Buffalo has seen its share of changes recently – a revamped waterfront, a bustling Canalside and an expanding Medical Campus. But amid all these improvements, there have remained empty storefronts downtown along Main Street.
Brandye M. Merriweather, project coordinator and manager of Buffalo Urban Development Corp., was looking for a way to change that.
While focusing on bringing cars back to Main Street and trying to transform empty storefronts, Merriweather came up with an idea that would kill two birds with one stone: the Queen City Pop-Up program.
The program provides retailers two months of free storefront space along Main. The goal is for business owners to gain the experience and knowledge of what it takes to run a brick-and-mortar operation downtown, and they can use it as a springboard to seek long-term space after the two months are up.
The program saw success in its first trial last November and December with five vendors in the Market Arcade Building at 617 Main. The second cycle concludes Tuesday with five other vendors working at 653 Main.
The project is “rooted in partnership” Merriweather said, with the urban development agency collaborating with Working for Downtown, the Mayor’s Office and Buffalo Place.
“I was shocked at how easy it was to get partners and getting people behind it,” she said.
Potential retailers apply to be part of the program, and then participants are selected by a committee composed of members of the organizations involved with the program and the owner of the space being utilized.
Erin M. Carmina, marketing coordinator for Buffalo Place, said the program requires somebody who is “just about ready to go” and can showcase products shortly after being selected. She added that program organizers try to assist the retailers throughout the process. In addition, just because a store doesn’t seek permanent space doesn’t mean it failed. Having a vendor find that a retail store isn’t the right fit for them can be a benefit of the program, as well, Carmina said.
One way that organizers work with vendors is through partnerships with SUNY Buffalo State’s fashion and technology program, which helps prepare the retail space, and the school’s Small Business Development Center.
Susan A. McCartney, director of the development center, says the program has been successful and credits Merriweather for collaborating with multiple groups and individuals. She said the concept of Pop-Up shops has been deployed across the country, and is common in areas that are transforming into more traditional retail areas.
“Any type of business, you have to have clusters of businesses for people to make the time investment to go to those businesses,” McCartney said. “There needs to be a critical mass of both shopping options and a critical mass of people, both of which have been sorely lacking in downtown Buffalo and on Main Street.”
Most businesses in the first two rounds of the program have had positive experiences. A couple of retailers who participated in the holiday edition last November and December are planning to open up in a long-term space.
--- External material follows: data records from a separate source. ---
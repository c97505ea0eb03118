pub const DEFAULT_UP_RATE: usize = 1;
pub const DEFAULT_THREADS: usize = 1;
pub const DEFAULT_BAUD_PERIOD_SEC: f64 = 0.01;
pub const DEFAULT_NUM_TIMES: usize = 100;
pub const MAX_THREADS: usize = 1024;
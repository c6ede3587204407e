/// Errors that can occur in link operations.
///
/// Only lifecycle calls return these. I/O failures inside the service loop
/// close the port and are reported through logs and [`LinkStats`].
///
/// [`LinkStats`]: crate::LinkStats
#[derive(Debug, thiserror::Error)]
pub enum LinkError {
    /// Transport-level error.
    #[error("transport error: {0}")]
    Transport(#[from] jointlink_transport::TransportError),

    /// The configured packet size does not match the codec's.
    #[error("link packet size {configured} does not match codec packet size {codec}")]
    PacketSizeMismatch { configured: usize, codec: usize },

    /// A baud rate of zero.
    #[error("invalid baud rate {0}")]
    InvalidBaudRate(u32),

    /// The timeout margin cannot produce a read timeout.
    #[error("invalid read timeout margin {0}")]
    InvalidTimeoutMargin(f64),

    /// `start` was called while the service loop is running.
    #[error("service loop already running")]
    AlreadyRunning,

    /// The service thread could not be spawned.
    #[error("failed to spawn service thread: {0}")]
    Spawn(std::io::Error),

    /// The service thread panicked.
    #[error("service thread panicked")]
    ServiceThreadPanicked,
}

pub type Result<T> = std::result::Result<T, LinkError>;
use bytes::{Buf, BufMut, BytesMut};

use crate::message::Message;
use crate::msg_type::MsgType;
use crate::payload::WireCodec;

/// Packet size used for all communication with the controller.
pub const PACKET_SIZE: usize = 16;

/// Message type tag: 2 bytes, little-endian.
pub const TAG_SIZE: usize = 2;

/// Body bytes following the tag.
pub const BODY_SIZE: usize = PACKET_SIZE - TAG_SIZE;

/// Uninterpreted packet body.
pub type RawBody = [u8; BODY_SIZE];

/// Encode a message into the wire format.
///
/// Wire format:
/// ```text
/// ┌────────────┬───────────────────────────────────────────┐
/// │ Type (2B)  │ Body (14B)                                │
/// │ u16 LE     │ packed payload, zero-padded to 14 bytes   │
/// └────────────┴───────────────────────────────────────────┘
/// ```
///
/// Always appends exactly [`PACKET_SIZE`] bytes.
pub fn encode_message(msg: &Message, dst: &mut BytesMut) {
    dst.reserve(PACKET_SIZE);
    let start = dst.len();

    dst.put_u16_le(msg.msg_type_id());
    match msg {
        Message::Nop(raw) | Message::Unknown { raw, .. } => dst.put_slice(raw),
        Message::SetJointsPositionSpeed(joints) | Message::GetJointsPositionSpeed(joints) => {
            joints.encode_into(dst)
        }
        Message::GetStatus(status) => status.encode_into(dst),
        Message::GetVersion(version) => version.encode_into(dst),
    }

    let written = dst.len() - start;
    dst.put_bytes(0, PACKET_SIZE - written);
}

/// Decode a message from a buffer.
///
/// Never fails. A buffer shorter than [`PACKET_SIZE`] is zero-filled, bytes
/// past [`PACKET_SIZE`] are ignored, and an unknown type keeps its body as
/// raw bytes.
pub fn decode_message(src: &[u8]) -> Message {
    let mut frame = [0u8; PACKET_SIZE];
    let len = src.len().min(PACKET_SIZE);
    frame[..len].copy_from_slice(&src[..len]);

    let mut cursor = &frame[..];
    let msg_type = cursor.get_u16_le();
    let mut raw: RawBody = [0u8; BODY_SIZE];
    raw.copy_from_slice(cursor);

    match MsgType::from_id(msg_type) {
        Some(ty) => Message::from_body(ty, &raw),
        None => Message::Unknown { msg_type, raw },
    }
}

#[cfg(test)]
mod tests {
    use super::*;
    use crate::payload::{JointMoveSpeed, JointsPositionSpeed, Status, Version};

    fn encoded(msg: &Message) -> Vec<u8> {
        let mut buf = BytesMut::new();
        encode_message(msg, &mut buf);
        buf.to_vec()
    }

    fn all_messages() -> Vec<Message> {
        let extreme = JointMoveSpeed {
            position: i16::MIN,
            speed: i16::MAX,
        };
        vec![
            Message::Nop([0; BODY_SIZE]),
            Message::Nop([0xA5; BODY_SIZE]),
            Message::SetJointsPositionSpeed(JointsPositionSpeed {
                joints: [extreme, JointMoveSpeed::default(), extreme],
            }),
            Message::GetJointsPositionSpeed(JointsPositionSpeed {
                joints: [
                    JointMoveSpeed {
                        position: -1,
                        speed: 1,
                    };
                    3
                ],
            }),
            Message::GetStatus(Status {
                uptime: u32::MAX,
                transmission_errors: u16::MAX,
            }),
            Message::GetStatus(Status::default()),
            Message::GetVersion(Version {
                uptime: u32::MAX,
                major: u8::MAX,
                minor: u8::MIN,
            }),
            Message::Unknown {
                msg_type: 0xBEEF,
                raw: [0xFF; BODY_SIZE],
            },
        ]
    }

    #[test]
    fn test_encode_decode_roundtrip() {
        for msg in all_messages() {
            let wire = encoded(&msg);
            assert_eq!(decode_message(&wire), msg, "roundtrip of {msg}");
        }
    }

    #[test]
    fn test_encoded_length_is_fixed() {
        for msg in all_messages() {
            assert_eq!(encoded(&msg).len(), PACKET_SIZE);
            assert_eq!(msg.encode().len(), PACKET_SIZE);
        }
    }

    #[test]
    fn test_encode_appends_to_existing_buffer() {
        let mut buf = BytesMut::new();
        encode_message(&Message::new(MsgType::GetVersion), &mut buf);
        encode_message(&Message::new(MsgType::GetStatus), &mut buf);
        assert_eq!(buf.len(), 2 * PACKET_SIZE);
        assert_eq!(&buf[..2], &[4, 0]);
        assert_eq!(&buf[PACKET_SIZE..PACKET_SIZE + 2], &[3, 0]);
    }

    #[test]
    fn test_tag_is_first_two_bytes_le() {
        let wire = encoded(&Message::Unknown {
            msg_type: 0x1234,
            raw: [0; BODY_SIZE],
        });
        assert_eq!(&wire[..2], &[0x34, 0x12]);
    }

    #[test]
    fn test_get_version_request_is_tag_then_zeros() {
        let wire = encoded(&Message::new(MsgType::GetVersion));
        assert_eq!(&wire[..2], &[4, 0]);
        assert!(wire[2..].iter().all(|b| *b == 0));
    }

    #[test]
    fn test_set_joints_layout() {
        let mut joints = JointsPositionSpeed::default();
        joints.joints[0] = JointMoveSpeed {
            position: 50,
            speed: 100,
        };
        let wire = encoded(&Message::SetJointsPositionSpeed(joints));
        assert_eq!(
            wire,
            vec![0x01, 0x00, 0x32, 0x00, 0x64, 0x00, 0, 0, 0, 0, 0, 0, 0, 0, 0, 0]
        );
    }

    #[test]
    fn test_status_body_is_zero_padded() {
        let wire = encoded(&Message::GetStatus(Status {
            uptime: 12345,
            transmission_errors: 2,
        }));
        assert_eq!(&wire[2..8], &[0x39, 0x30, 0x00, 0x00, 0x02, 0x00]);
        assert!(wire[8..].iter().all(|b| *b == 0));
    }

    #[test]
    fn test_decode_short_buffer_zero_fills() {
        let msg = decode_message(&[3, 0, 0x39, 0x30]);
        assert_eq!(
            msg,
            Message::GetStatus(Status {
                uptime: 12345,
                transmission_errors: 0,
            })
        );
    }

    #[test]
    fn test_decode_empty_buffer_is_nop() {
        assert_eq!(decode_message(&[]), Message::Nop([0; BODY_SIZE]));
        assert_eq!(decode_message(&[2]), Message::new(MsgType::GetJointsPositionSpeed));
    }

    #[test]
    fn test_decode_ignores_trailing_bytes() {
        let mut wire = encoded(&Message::new(MsgType::GetVersion));
        wire.extend_from_slice(&[0xFF; 8]);
        assert_eq!(decode_message(&wire), Message::new(MsgType::GetVersion));
    }

    #[test]
    fn test_decode_unknown_tag_keeps_body() {
        let mut wire = vec![0x07, 0x00];
        wire.extend(1..=14u8);
        let msg = decode_message(&wire);

        let expected: Vec<u8> = (1..=14).collect();
        match msg {
            Message::Unknown { msg_type, raw } => {
                assert_eq!(msg_type, 7);
                assert_eq!(raw.to_vec(), expected);
            }
            other => panic!("expected unknown message, got {other}"),
        }
    }

    #[test]
    fn test_known_tags_dispatch_through_payload_table() {
        for ty in MsgType::ALL {
            let msg = decode_message(&ty.id().to_le_bytes());
            assert_eq!(msg.msg_type(), Some(ty));
            assert_eq!(msg.payload_kind(), ty.payload_kind());
        }
    }
}
//! Fixed-size tagged packet codec for jointlink.
//!
//! Every packet is exactly [`PACKET_SIZE`] bytes:
//! - A 2-byte little-endian message type tag
//! - A body holding the packed payload selected by the tag, zero-padded
//!
//! There are no delimiters and no length field; the transport's fixed-size
//! read marks packet boundaries. Decoding never fails: unknown tags keep
//! their body as raw bytes.

pub mod codec;
pub mod error;
pub mod message;
pub mod msg_type;
pub mod payload;
pub mod structured;

pub use codec::{decode_message, encode_message, RawBody, BODY_SIZE, PACKET_SIZE, TAG_SIZE};
pub use error::{CodecError, Result};
pub use message::Message;
pub use msg_type::{MsgType, PayloadKind, PAYLOAD_TABLE, RAW_FIELD};
pub use payload::{JointMoveSpeed, JointsPositionSpeed, Status, Version, WireCodec, JOINT_COUNT};
pub use structured::StructuredConvertible;
use serde::de::DeserializeOwned;
use serde::Serialize;
use serde_json::Value;

use crate::error::Result;

/// Conversion to and from a generic field map.
///
/// The structured form is a JSON object keyed by field name in declared
/// order: scalars stay scalars, nested structs become nested objects and
/// fixed-size arrays become arrays. It is what command-line and file based
/// configuration fills in without knowing the wire layout.
pub trait StructuredConvertible: Serialize + DeserializeOwned {
    /// Structured form of this value.
    fn to_structured(&self) -> Value {
        // Integer-only structs always serialize.
        serde_json::to_value(self).unwrap_or(Value::Null)
    }

    /// Build a value from its structured form.
    ///
    /// Every field must be present and in range; unknown fields are rejected.
    fn from_structured(value: Value) -> Result<Self> {
        Ok(serde_json::from_value(value)?)
    }
}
One of those is Buffalo Adore, a shop that sells Buffalo-themed gifts made by local artists such as jewelry, home decor or apparel. Andrea M. Dacey, owner of Buffalo Adore, said she currently has a store in South Buffalo, but had no idea what to expect with a shop downtown. The downtown community got involved and took advantage of the new shopping options during the holiday season, she said.
“It gives an opportunity to test the waters,” Dacey said of the program. “To only do it for two months is a great gauge if it’ll work downtown, see if people like what I’m doing and get feedback.”
Rust Belt Love is another business that took part in the Pop-Up program last winter and is now working to secure long-term space on Main. Owner Alyson MacVittie O’Connor sells stationery products, and said she wasn’t sure if a brick-and-mortar shop would be successful in Buffalo. She said Pop-Up was an amazing experience, noting that she never would have taken the risk of opening up a shop if not for what the Pop-Up offered.
In addition, O’Connor said, retailers who are part of the program develop relationships that she said has been another unexpected benefit.
“Spending so many hours a day with the same group of people for two months was a bit intimidating at first, at least for me,” she said, “but it was so wonderful. I still talk to a bunch of the people all the time.”
Despite the largely positive experience, O’Connor and Dacey said that one challenge they faced was staffing. As part of the first trial, vendors were open seven days a week. Dealing with other responsibilities on top of the new daily time commitment was difficult, they said. As a result, the second round of Pop-Ups is only open six days a week.
Patrick Barczys is the owner of Survival of the Gear, a Pop-Up shop open through Tuesday that sells new, used and consigned outdoor gear. Despite not operating during the holiday season like the first set of Pop-Ups, Barczys said, he has had a great experience and is hoping to open up a permanent space downtown later in the summer.
“I was talking to some guys that came into the shop from the U.K., and they said the Pop-Up is huge there,” he said. “I think it’s great Buffalo is doing that to show that there is retail and that stores are coming back to Main Street.”
The plan is to continue the Queen City Pop-Up program even after the latest shops close their doors Tuesday, Merriweather said. She said organizers will work with vendors and property owners to try and secure space with the hopes of opening the next round during the holiday season.
“It’s going to be something that’s ongoing because we see the value in the program,” she said, “and based on the feedback – from the business community, downtown, residents – overall, it’s been a really positive experience.”